//! # SHA-256 Hasher Adapter
//!
//! Implementation of HasherPort using the `sha2` crate.

use crate::ports::{HasherPort, PortResult};
use sha2::{Digest, Sha256};
use std::io::Read;

/// SHA-256 hasher implementation
pub struct Sha256Hasher;

impl Sha256Hasher {
    pub fn new() -> Self {
        Self
    }
}

impl Default for Sha256Hasher {
    fn default() -> Self {
        Self::new()
    }
}

impl HasherPort for Sha256Hasher {
    /// Compute SHA-256 hash of data
    /// Returns lowercase hex string (64 chars)
    fn hash(&self, data: &[u8]) -> String {
        let mut hasher = Sha256::new();
        hasher.update(data);
        let result = hasher.finalize();
        hex_encode(&result)
    }

    /// Compute hash from stream (for large files)
    fn hash_stream(&self, reader: &mut dyn Read) -> PortResult<String> {
        let mut hasher = Sha256::new();
        let mut buffer = [0u8; 8192];
        
        loop {
            let bytes_read = reader.read(&mut buffer)?;
            if bytes_read == 0 {
                break;
            }
            hasher.update(&buffer[..bytes_read]);
        }
        
        let result = hasher.finalize();
        Ok(hex_encode(&result))
    }
}

/// Convert bytes to lowercase hex string
fn hex_encode(bytes: &[u8]) -> String {
    bytes.iter().map(|b| format!("{:02x}", b)).collect()
}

^^^^^^^^

# EXERCISE DETAILS
Go through the listing above and return each line that includes the word "data".

# EXERCISE OUTPUT
    /// Compute SHA-256 hash of data
    fn hash(&self, data: &[u8]) -> String {
        hasher.update(data);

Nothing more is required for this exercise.